Supplied information -

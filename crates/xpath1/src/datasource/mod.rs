//! Defines the core abstraction for a navigable, read-only node tree.
use std::hash::Hash;

/// An expanded name: the namespace URI (not the prefix) plus the local part.
#[derive(Debug, Clone, Copy, PartialEq, Eq, Hash)]
pub struct QName<'a> {
    pub namespace: Option<&'a str>,
    pub local_part: &'a str,
}

/// The type of a node, aligned with the XPath 1.0 data model. Comments and
/// processing instructions are not exposed.
#[derive(Debug, Clone, Copy, PartialEq, Eq, Hash)]
pub enum NodeType {
    Root,
    Element,
    Attribute,
    Text,
}

/// The contract the evaluator is written against.
///
/// `Ord` must follow document order: a node sorts before its attributes,
/// its attributes before its children, and children in sequence.
///
/// `'a` is the lifetime of the underlying document.
pub trait DataSourceNode<'a>:
    std::fmt::Debug + Clone + Copy + PartialEq + Eq + Hash + PartialOrd + Ord
{
    fn node_type(&self) -> NodeType;

    /// The expanded name of an element or attribute; `None` for other nodes.
    fn name(&self) -> Option<QName<'a>>;

    /// The prefix used for this node's name in the source document, if any.
    fn prefix(&self) -> Option<&'a str> {
        None
    }

    /// The XPath 1.0 string value: attribute/text content, or the
    /// concatenated descendant text of an element or the root.
    fn string_value(&self) -> String;

    fn attributes(&self) -> Box<dyn Iterator<Item = Self> + 'a>;

    fn children(&self) -> Box<dyn Iterator<Item = Self> + 'a>;

    /// `None` only for the root.
    fn parent(&self) -> Option<Self>;

    /// Walks up to the root node of the tree this node belongs to.
    fn root(&self) -> Self {
        let mut current = *self;
        while let Some(parent) = current.parent() {
            current = parent;
        }
        current
    }
}

// Test utilities, public so downstream crates can exercise the evaluator
// without a real XML parser.
pub mod tests {
    use super::*;
    use std::cmp::Ordering;
    use std::hash::Hasher;

    #[derive(Debug, Clone)]
    struct MockNodeData {
        node_type: NodeType,
        namespace: Option<&'static str>,
        name: Option<&'static str>,
        value: String,
        parent: Option<usize>,
        children: Vec<usize>,
        attributes: Vec<usize>,
    }

    /// An arena of nodes. Ids are allocated in document order as long as the
    /// tree is built top-down, attributes before children.
    #[derive(Debug, Default)]
    pub struct MockTree {
        nodes: Vec<MockNodeData>,
    }

    #[derive(Debug, Clone, Copy)]
    pub struct MockNode<'a> {
        pub id: usize,
        pub tree: &'a MockTree,
    }

    impl MockTree {
        pub fn new() -> Self {
            let mut tree = Self::default();
            tree.push(NodeType::Root, None, None, String::new(), None);
            tree
        }

        pub fn root(&self) -> MockNode<'_> {
            MockNode { id: 0, tree: self }
        }

        fn push(
            &mut self,
            node_type: NodeType,
            namespace: Option<&'static str>,
            name: Option<&'static str>,
            value: String,
            parent: Option<usize>,
        ) -> usize {
            let id = self.nodes.len();
            self.nodes.push(MockNodeData {
                node_type,
                namespace,
                name,
                value,
                parent,
                children: vec![],
                attributes: vec![],
            });
            id
        }

        pub fn element(&mut self, parent: usize, name: &'static str) -> usize {
            self.element_ns(parent, None, name)
        }

        pub fn element_ns(
            &mut self,
            parent: usize,
            namespace: Option<&'static str>,
            name: &'static str,
        ) -> usize {
            let id = self.push(NodeType::Element, namespace, Some(name), String::new(), Some(parent));
            self.nodes[parent].children.push(id);
            id
        }

        pub fn attribute(&mut self, parent: usize, name: &'static str, value: &str) -> usize {
            self.attribute_ns(parent, None, name, value)
        }

        pub fn attribute_ns(
            &mut self,
            parent: usize,
            namespace: Option<&'static str>,
            name: &'static str,
            value: &str,
        ) -> usize {
            let id = self.push(NodeType::Attribute, namespace, Some(name), value.to_string(), Some(parent));
            self.nodes[parent].attributes.push(id);
            id
        }

        pub fn text(&mut self, parent: usize, value: &str) -> usize {
            let id = self.push(NodeType::Text, None, None, value.to_string(), Some(parent));
            self.nodes[parent].children.push(id);
            id
        }

        /// Adds `<name>value</name>` under `parent`.
        pub fn leaf(&mut self, parent: usize, name: &'static str, value: &str) -> usize {
            let id = self.element(parent, name);
            self.text(id, value);
            id
        }

        fn string_value_of(&self, id: usize) -> String {
            let data = &self.nodes[id];
            match data.node_type {
                NodeType::Attribute | NodeType::Text => data.value.clone(),
                NodeType::Root | NodeType::Element => data
                    .children
                    .iter()
                    .map(|&child| self.string_value_of(child))
                    .collect(),
            }
        }
    }

    impl PartialEq for MockNode<'_> {
        fn eq(&self, other: &Self) -> bool {
            self.id == other.id
        }
    }
    impl Eq for MockNode<'_> {}

    impl PartialOrd for MockNode<'_> {
        fn partial_cmp(&self, other: &Self) -> Option<Ordering> {
            Some(self.cmp(other))
        }
    }
    impl Ord for MockNode<'_> {
        fn cmp(&self, other: &Self) -> Ordering {
            self.id.cmp(&other.id)
        }
    }

    impl Hash for MockNode<'_> {
        fn hash<H: Hasher>(&self, state: &mut H) {
            self.id.hash(state);
        }
    }

    impl<'a> DataSourceNode<'a> for MockNode<'a> {
        fn node_type(&self) -> NodeType {
            self.tree.nodes[self.id].node_type
        }

        fn name(&self) -> Option<QName<'a>> {
            let data = &self.tree.nodes[self.id];
            data.name.map(|local_part| QName {
                namespace: data.namespace,
                local_part,
            })
        }

        fn string_value(&self) -> String {
            self.tree.string_value_of(self.id)
        }

        fn attributes(&self) -> Box<dyn Iterator<Item = Self> + 'a> {
            let tree = self.tree;
            Box::new(
                tree.nodes[self.id]
                    .attributes
                    .iter()
                    .map(move |&id| MockNode { id, tree }),
            )
        }

        fn children(&self) -> Box<dyn Iterator<Item = Self> + 'a> {
            let tree = self.tree;
            Box::new(
                tree.nodes[self.id]
                    .children
                    .iter()
                    .map(move |&id| MockNode { id, tree }),
            )
        }

        fn parent(&self) -> Option<Self> {
            self.tree.nodes[self.id].parent.map(|id| MockNode {
                id,
                tree: self.tree,
            })
        }
    }

    /// A small family document:
    /// ```text
    /// <family surname="Smith">
    ///   <person role="parent"><name>Ann</name><age>41</age></person>
    ///   <person role="child"><name>Bob</name><age>10</age></person>
    ///   <person role="child"><name>Cat</name><age>12</age></person>
    /// </family>
    /// ```
    pub fn create_family_tree() -> MockTree {
        let mut tree = MockTree::new();
        let family = tree.element(0, "family");
        tree.attribute(family, "surname", "Smith");
        for (role, name, age) in [("parent", "Ann", "41"), ("child", "Bob", "10"), ("child", "Cat", "12")] {
            let person = tree.element(family, "person");
            tree.attribute(person, "role", role);
            tree.leaf(person, "name", name);
            tree.leaf(person, "age", age);
        }
        tree
    }
}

What is being asked - For each line of the entries that holds the word "Iterator", pull that line out.

Result for this task -
    fn attributes(&self) -> Box<dyn Iterator<Item = Self> + 'a>;
    fn children(&self) -> Box<dyn Iterator<Item = Self> + 'a>;
        fn attributes(&self) -> Box<dyn Iterator<Item = Self> + 'a> {
        fn children(&self) -> Box<dyn Iterator<Item = Self> + 'a> {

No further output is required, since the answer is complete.